Minha mãe sonhava em ser enfermeira. Ela tinha que ser enfermeira. Mas parou de estudar para sustentar junto com a irmã mais velha uma casa com mais cinco irmãos. Como nômades de um pai ótimo sapateiro e uma mãe ótima cozinheira viviam de casa em casa de favor. Quando eu tinha oito anos de idade minha mãe se formou num curso de auxiliar de enfermagem e passou a dar plantão. Quando eu tinha vinte, minha mãe orgulhosa terminou o curso técnico de enfermagem, só pelo prazer de dizer que era técnica em enfermagem. Para os meus pais, o Segundo Grau técnico era um título grandioso. Não era mentira. Eles acreditavam na revolução. Eu não. Coisas de menino.
Mas, as pessoas mudam. A revolução que eles falavam era baseada no estudo.
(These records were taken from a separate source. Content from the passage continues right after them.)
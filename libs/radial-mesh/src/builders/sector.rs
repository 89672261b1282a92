//! Pie slice or full disc around the true center.

use super::pivot_fan;
use crate::mesh::RadialMesh;
use crate::options::SectorOffsetPolicy;
use crate::params::ShapeParameters;
use crate::rotation::{forward, yaw, RotationStep};
use glam::DVec3;

/// Builds a sector pivoting on the origin.
///
/// Without an inner arc the rim starts at `-outer_arc / 2` and the sector
/// is symmetric. With one, [`SectorOffsetPolicy::InnerArc`] starts the rim
/// at `+inner_arc` instead, so the sector is not centered.
pub fn build_sector(params: &ShapeParameters, policy: SectorOffsetPolicy) -> RadialMesh {
    let offset = match policy {
        SectorOffsetPolicy::InnerArc if params.inner_arc != 0 => params.inner_arc as f64,
        _ => -0.5 * params.outer_arc as f64,
    };

    pivot_fan(
        DVec3::ZERO,
        yaw(offset) * forward(params.outer_radius),
        RotationStep::from_params(params).outer(),
        params.segments,
    )
}
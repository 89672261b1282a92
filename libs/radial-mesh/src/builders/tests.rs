//! # Builder Tests
//!
//! Raw builder output, before any recentering.

use super::*;
use crate::options::SectorOffsetPolicy;
use approx::assert_abs_diff_eq;
use config::constants::{approx_zero, EPSILON};
use glam::DVec3;

/// Angle in degrees measured from +Z toward +X.
fn angle_of(v: DVec3) -> f64 {
    v.x.atan2(v.z).to_degrees()
}

fn assert_flat(mesh: &RadialMesh) {
    assert!(mesh.positions().iter().all(|v| approx_zero(v.y)));
}

fn assert_faces_up(mesh: &RadialMesh) {
    for normal in mesh.face_normals() {
        assert!(normal.abs_diff_eq(DVec3::Y, EPSILON), "normal {:?}", normal);
    }
}

// =============================================================================
// ANNULUS
// =============================================================================

#[test]
fn test_annulus_counts() {
    let mesh = build_annulus(&ShapeParameters::new(90, 1.0, 90, 2.0, 4));
    assert_eq!(mesh.vertex_count(), 10);
    assert_eq!(mesh.index_count(), 24);
    assert_eq!(mesh.triangle_count(), 8);
    assert!(mesh.validate());
    assert_flat(&mesh);
}

#[test]
fn test_annulus_index_layout() {
    let mesh = build_annulus(&ShapeParameters::new(90, 1.0, 90, 2.0, 2));
    assert_eq!(mesh.indices(), &[0, 1, 2, 0, 2, 3, 3, 2, 4, 3, 4, 5]);
}

#[test]
fn test_annulus_boundaries() {
    let mesh = build_annulus(&ShapeParameters::new(90, 1.0, 90, 2.0, 4));

    for index in [0, 3, 5, 7, 9] {
        assert_abs_diff_eq!(mesh.vertex(index).length(), 1.0, epsilon = EPSILON);
    }
    for index in [1, 2, 4, 6, 8] {
        assert_abs_diff_eq!(mesh.vertex(index).length(), 2.0, epsilon = EPSILON);
    }

    assert_abs_diff_eq!(angle_of(mesh.vertex(0)), -45.0, epsilon = EPSILON);
    assert_abs_diff_eq!(angle_of(mesh.vertex(1)), -45.0, epsilon = EPSILON);
    assert_abs_diff_eq!(angle_of(mesh.vertex(8)), 45.0, epsilon = EPSILON);
    assert_abs_diff_eq!(angle_of(mesh.vertex(9)), 45.0, epsilon = EPSILON);
}

#[test]
fn test_annulus_faces_up() {
    assert_faces_up(&build_annulus(&ShapeParameters::new(270, 0.5, 270, 3.0, 12)));
}

// =============================================================================
// NARROWING
// =============================================================================

#[test]
fn test_narrowing_centers_each_boundary() {
    let mesh = build_narrowing(&ShapeParameters::new(120, 1.0, 60, 3.0, 4));
    assert_eq!(mesh.vertex_count(), 10);
    assert_eq!(mesh.index_count(), 24);

    assert_abs_diff_eq!(angle_of(mesh.vertex(0)), -60.0, epsilon = EPSILON);
    assert_abs_diff_eq!(angle_of(mesh.vertex(1)), -30.0, epsilon = EPSILON);
    assert_abs_diff_eq!(angle_of(mesh.vertex(8)), 30.0, epsilon = EPSILON);
    assert_abs_diff_eq!(angle_of(mesh.vertex(9)), 60.0, epsilon = EPSILON);
    assert_abs_diff_eq!(mesh.vertex(9).length(), 1.0, epsilon = EPSILON);
    assert_abs_diff_eq!(mesh.vertex(8).length(), 3.0, epsilon = EPSILON);
    assert_faces_up(&mesh);
}

// =============================================================================
// FAN
// =============================================================================

#[test]
fn test_fan_with_inner_arc_is_strip() {
    let mesh = build_fan(&ShapeParameters::new(60, 1.0, 120, 2.0, 3));
    assert_eq!(mesh.vertex_count(), 8);
    assert_eq!(mesh.index_count(), 18);

    assert_abs_diff_eq!(angle_of(mesh.vertex(0)), -30.0, epsilon = EPSILON);
    assert_abs_diff_eq!(angle_of(mesh.vertex(1)), -60.0, epsilon = EPSILON);
    assert_abs_diff_eq!(angle_of(mesh.vertex(6)), 60.0, epsilon = EPSILON);
    assert_abs_diff_eq!(angle_of(mesh.vertex(7)), 30.0, epsilon = EPSILON);
    assert_faces_up(&mesh);
}

#[test]
fn test_fan_without_inner_arc_pivots_on_origin() {
    let mesh = build_fan(&ShapeParameters::new(0, 1.0, 90, 2.0, 4));
    assert_eq!(mesh.vertex_count(), 6);
    assert_eq!(mesh.index_count(), 12);
    assert_eq!(mesh.vertex(0), DVec3::ZERO);
    assert!(mesh.triangles().all(|tri| tri[0] == 0));

    assert_abs_diff_eq!(angle_of(mesh.vertex(1)), -45.0, epsilon = EPSILON);
    assert_abs_diff_eq!(angle_of(mesh.vertex(5)), 45.0, epsilon = EPSILON);
    assert_abs_diff_eq!(mesh.vertex(5).length(), 2.0, epsilon = EPSILON);
    assert_faces_up(&mesh);
}

// =============================================================================
// WEDGE
// =============================================================================

#[test]
fn test_wedge_shares_apex() {
    let mesh = build_wedge(&ShapeParameters::new(90, 1.0, 0, 2.0, 3));
    assert_eq!(mesh.vertex_count(), 5);
    assert_eq!(mesh.index_count(), 9);
    assert_eq!(mesh.vertex(1), DVec3::new(0.0, 0.0, 2.0));
    assert_eq!(mesh.indices(), &[0, 1, 2, 2, 1, 3, 3, 1, 4]);
    assert_faces_up(&mesh);
}

#[test]
fn test_wedge_inner_sweep() {
    let mesh = build_wedge(&ShapeParameters::new(90, 1.0, 0, 2.0, 3));
    assert_abs_diff_eq!(angle_of(mesh.vertex(0)), -45.0, epsilon = EPSILON);
    assert_abs_diff_eq!(angle_of(mesh.vertex(2)), -15.0, epsilon = EPSILON);
    assert_abs_diff_eq!(angle_of(mesh.vertex(4)), 45.0, epsilon = EPSILON);
    for index in [0, 2, 3, 4] {
        assert_abs_diff_eq!(mesh.vertex(index).length(), 1.0, epsilon = EPSILON);
    }
}

// =============================================================================
// SECTOR
// =============================================================================

#[test]
fn test_sector_full_disc() {
    let mesh = build_sector(
        &ShapeParameters::new(0, 0.0, 360, 1.0, 8),
        SectorOffsetPolicy::InnerArc,
    );
    assert_eq!(mesh.vertex_count(), 10);
    assert_eq!(mesh.index_count(), 24);
    assert_eq!(mesh.vertex(0), DVec3::ZERO);

    let rim = &mesh.positions()[1..];
    for v in rim {
        assert_abs_diff_eq!(v.length(), 1.0, epsilon = EPSILON);
    }
    for pair in rim.windows(2) {
        assert_abs_diff_eq!(
            pair[0].dot(pair[1]),
            45f64.to_radians().cos(),
            epsilon = EPSILON
        );
    }
    // The sweep closes on its own start
    assert!(rim[8].abs_diff_eq(rim[0], EPSILON));

    for (k, tri) in mesh.triangles().enumerate() {
        let k = k as u32;
        assert_eq!(tri, [0, k + 1, k + 2]);
    }
    assert_faces_up(&mesh);
}

#[test]
fn test_sector_symmetric_without_inner_arc() {
    let mesh = build_sector(
        &ShapeParameters::new(0, 0.0, 90, 1.0, 3),
        SectorOffsetPolicy::InnerArc,
    );
    let start = mesh.vertex(1);
    let end = mesh.vertex(4);
    assert_abs_diff_eq!(angle_of(start), -45.0, epsilon = EPSILON);
    assert_abs_diff_eq!(start.x, -end.x, epsilon = EPSILON);
    assert_abs_diff_eq!(start.z, end.z, epsilon = EPSILON);
}

#[test]
fn test_sector_inner_arc_offset_policy() {
    let params = ShapeParameters::new(90, 0.0, 90, 1.0, 2);

    let legacy = build_sector(&params, SectorOffsetPolicy::InnerArc);
    assert!(legacy.vertex(1).abs_diff_eq(DVec3::X, EPSILON));
    assert!(legacy.vertex(3).abs_diff_eq(DVec3::NEG_Z, EPSILON));

    let centered = build_sector(&params, SectorOffsetPolicy::CenteredOnOuterArc);
    assert_abs_diff_eq!(angle_of(centered.vertex(1)), -45.0, epsilon = EPSILON);
    assert_abs_diff_eq!(angle_of(centered.vertex(3)), 45.0, epsilon = EPSILON);
}

// =============================================================================
// DEGENERATE SEGMENTS
// =============================================================================

#[test]
fn test_zero_segments_emit_seed_only() {
    let strip = build_annulus(&ShapeParameters::new(90, 1.0, 90, 2.0, 0));
    assert_eq!(strip.vertex_count(), 4);
    assert_eq!(strip.index_count(), 6);

    let fan = build_sector(
        &ShapeParameters::new(0, 0.0, 360, 1.0, 0),
        SectorOffsetPolicy::InnerArc,
    );
    assert_eq!(fan.vertex_count(), 3);
    assert_eq!(fan.index_count(), 3);
    // 360 / 0 is not a rotation
    assert!(!fan.vertex(2).is_finite());
}

#[test]
fn test_negative_segments_emit_seed_only() {
    let mesh = build_wedge(&ShapeParameters::new(90, 1.0, 0, 2.0, -3));
    assert_eq!(mesh.vertex_count(), 3);
    assert_eq!(mesh.index_count(), 3);
    assert!(mesh.positions().iter().all(|v| v.is_finite()));
}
E para meus pais tudo de mais importante na minha vida deveria perpassar pela leitura e pela escrita. Logo, pela escola. No fundo, meus pais não sabiam ou sabiam. A revolução pela qual eles lutavam se concretizaria em mim e o instrumento era a educação familiar e a aquela que eu receberia em boas escolas, nas melhores escolas que eles poderiam me dar.
Meu pai, quando defendi minha tese, não chorou, esboçou alívio. No dia dos pais, de surpresa, enviei por Sedex um exemplar encadernado com dedicatória em sua homenagem. Aliás, na dedicatória de minha tese se lê:
“Dedico esta tese à minha mãe, Isabel Cristina Gonçalves Alvaro, por me ensinar o amor ao trabalho que extrapola as lógicas da vida; ao meu pai, Apparecido Alvaro Filho, por me ensinar a responsabilidade que traz a dedicação ao ofício que escolhemos para sobreviver. Vocês dois são meu maior trunfo e orgulho! Meus melhores professores!”
Dias depois, mamãe me contou por telefone que meu pai, ao atender seus clientes na rua, em dias de trabalho, estava carregando o exemplar nas mãos e antes de oferecer os produtos – meu pai é representante de vendas de uma empresa Química, o melhor, diga-se de passagem – mostrava orgulhoso as poucas páginas que redigi para obter o tão sonhado título de doutor em História. E meu pai tem um orgulho que talvez eu não tenha: meu filho é verdadeiramente um doutor. Meu pai acredita na revolução. Eu também. As pessoas mudam. Gostaria de me encontrar, talvez, cruzar meus olhos com a menina da graduação, apenas perguntar: Fulana, como vai você? Eu agora acredito.
E foi essa crença maluca que me levou a pegar um metrô até Botafogo quando o Diego Viana me enviou uma mensagem, avisando que estaria por lá com mais uns amigos. O Viana deve ser um dos últimos jovens bastiões que tentam heroicamente manter uma certa regularidade de boa reflexão em bloges quando o sumidouro das redes sociais tragou o velho e bom debate. A nostalgia.
A média de idade naquela mesa de bar pairava nos doce trinta e poucos anos, mas a nostalgia que imperava ali parecia que cada um de nós havia vivido vários verões. O Ventríloquo data de 2007, antes disso viajei por blogs comunitários de literatura, vendi poesia para gringos na Lapa, recitei no Castelinho do Flamengo. Mas nada foi mais visceral do que o blog. Não sei de quando data o Pra Ler Sem Olhar, aliás, não sei como fomos nos descobrindo. Acreditamos na revolução pela escrita.
O curioso ali naquela mesa eram as ideias se construindo entorno da nostalgia. Piadas nostálgicas, velhos jovens que haviam sido tragados pelos likes do Facebook e que se queixavam da ausência dos debates nas caixas de comentários. Falava-se em feeds, googleranks, palavras chave... E a nostalgia, a cada tulipa de chope suada, naquele dia suado, naquela noite que se rasgava em São Sebastião do Rio de Janeiro, tudo se crivava. Não pude ficar. Mas enquanto, meio bêbado de sono ou de cevada, eu observava a escuridão da baía de Guanabara com um vento fresco e pesado que entrava pela janela do táxi, só pude recordar: eu acreditava na revolução e vivia agora a nostalgia da contemporaneidade!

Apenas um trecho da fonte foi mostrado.